The canyon canastero is 15 to 17 cm long and weighs 13 to 17 g. The sexes have the same plumage. Adults of the nominate subspecies have a thin buff supercilium and dark brownish lores on an otherwise gray-brown face. Their crown is warm dark brown and their back and rump a slightly paler brown. Their wings are dull reddish brown. Their uppertail coverts are chestnut-rufous and their tail a more rufous brown than the back. Their chin and upper throat are pale tawny-orange, their lower throat and upper breast light gray-brown with faint paler streaks, their lower breast and belly unstreaked pale gray-brown, and their flanks and undertail coverts dull rufescent brown. Their iris is brown, their maxilla black to dark horn, their mandible gray to pinkish horn with a blackish tip, and their legs and feet gray to blackish. Juveniles' chin and throat are light gray-brown, their breast has faint dark bars, and their underparts have a brownish wash. Subspecies A. p. neglecta has a darker back than the nominate, a more chestnut chin and throat, and darker and browner underparts. A. p. grisior is paler than the nominate with slightly grayer underparts and slightly less rufescent flanks.

==Distribution and habitat==

The canyon canastero is a bird of the western slope of the Andes. Subspecies A. p. neglecta is the northernmost; it is found in the northwestern Peruvian departments of La Libertad and Ancash. The nominate subspecies is found in the western Peruvian Department of Lima. A. p. grisior is found from the Department of Huancavelica in southwestern Peru south into Chile as far as the Tarapacá Region. The species primarily inhabits rocky areas in arid montane scrublands, often in ravines, and occasionally occurs in Polylepis woodland. In elevation it mostly ranges between 2400 and 3700 m but is found as high as 4000 m.

==Behavior==
===Movement===

The canyon canastero is a year-round resident throughout its range.

===Feeding===

The canyon canastero feeds on arthropods.

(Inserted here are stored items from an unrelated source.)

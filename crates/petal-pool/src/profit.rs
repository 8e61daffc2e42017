//! Profit ranking shared by the fluff and stem pools.
//!
//! A [`ProfitKey`] orders transactions by fee per byte of effective size,
//! most profitable first, so `BTreeMap<ProfitKey, _>::iter()` walks block
//! candidates in the order they should be taken. The ratio is compared by
//! cross-multiplication in `u128`, which neither overflows nor rounds.
//!
//! Equal ratios fall back to the insertion sequence (lower first), which
//! makes the order strict: two keys compare equal only when their
//! sequences are equal.

use std::cmp::Ordering;

use petal_core::types::Amount;

use crate::stats::Stats;

#[derive(Debug, Clone, Copy)]
pub struct ProfitKey {
    fee: Amount,
    size: u32,
    seq: u64,
}

impl ProfitKey {
    pub fn new(stats: &Stats, seq: u64) -> Self {
        Self::from_parts(stats.fee, stats.size, seq)
    }

    /// Key from raw fee and size. A zero size is treated as one byte.
    pub fn from_parts(fee: Amount, size: u32, seq: u64) -> Self {
        Self { fee, size: size.max(1), seq }
    }

    pub fn fee(&self) -> Amount {
        self.fee
    }

    pub fn size(&self) -> u32 {
        self.size
    }

    /// Tie-break sequence.
    pub fn seq(&self) -> u64 {
        self.seq
    }

    /// Compare profitability only, ignoring the tie-break.
    ///
    /// `Less` means `self` pays more per byte than `other`.
    pub fn cmp_ratio(&self, other: &Self) -> Ordering {
        let lhs = u128::from(self.fee) * u128::from(other.size);
        let rhs = u128::from(other.fee) * u128::from(self.size);
        rhs.cmp(&lhs)
    }
}

impl Ord for ProfitKey {
    fn cmp(&self, other: &Self) -> Ordering {
        self.cmp_ratio(other).then(self.seq.cmp(&other.seq))
    }
}

impl PartialOrd for ProfitKey {
    fn partial_cmp(&self, other: &Self) -> Option<Ordering> {
        Some(self.cmp(other))
    }
}

impl PartialEq for ProfitKey {
    fn eq(&self, other: &Self) -> bool {
        self.cmp(other) == Ordering::Equal
    }
}

impl Eq for ProfitKey {}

It usually forages singly or in pairs, gleaning prey from low branches and the ground, usually in areas shaded by rocks or bushes.

===Breeding===

The canyon canastero's breeding season has not been definded but includes May. Nothing else is known about its breeding biology.

===Vocalization===

The canyon canastero's song is "a loud, accelerating trill with a few introductory notes". Its call is a repeated "kee-whit".

==Status==

The IUCN has assessed the canyon canastero as being of Least Concern. It has a fairly large range and an unknown population size that is believed to be decreasing. No immediate threats have been identified. It is considered uncommon to fairly common. "Much of its habitat is subject to at least moderate grazing."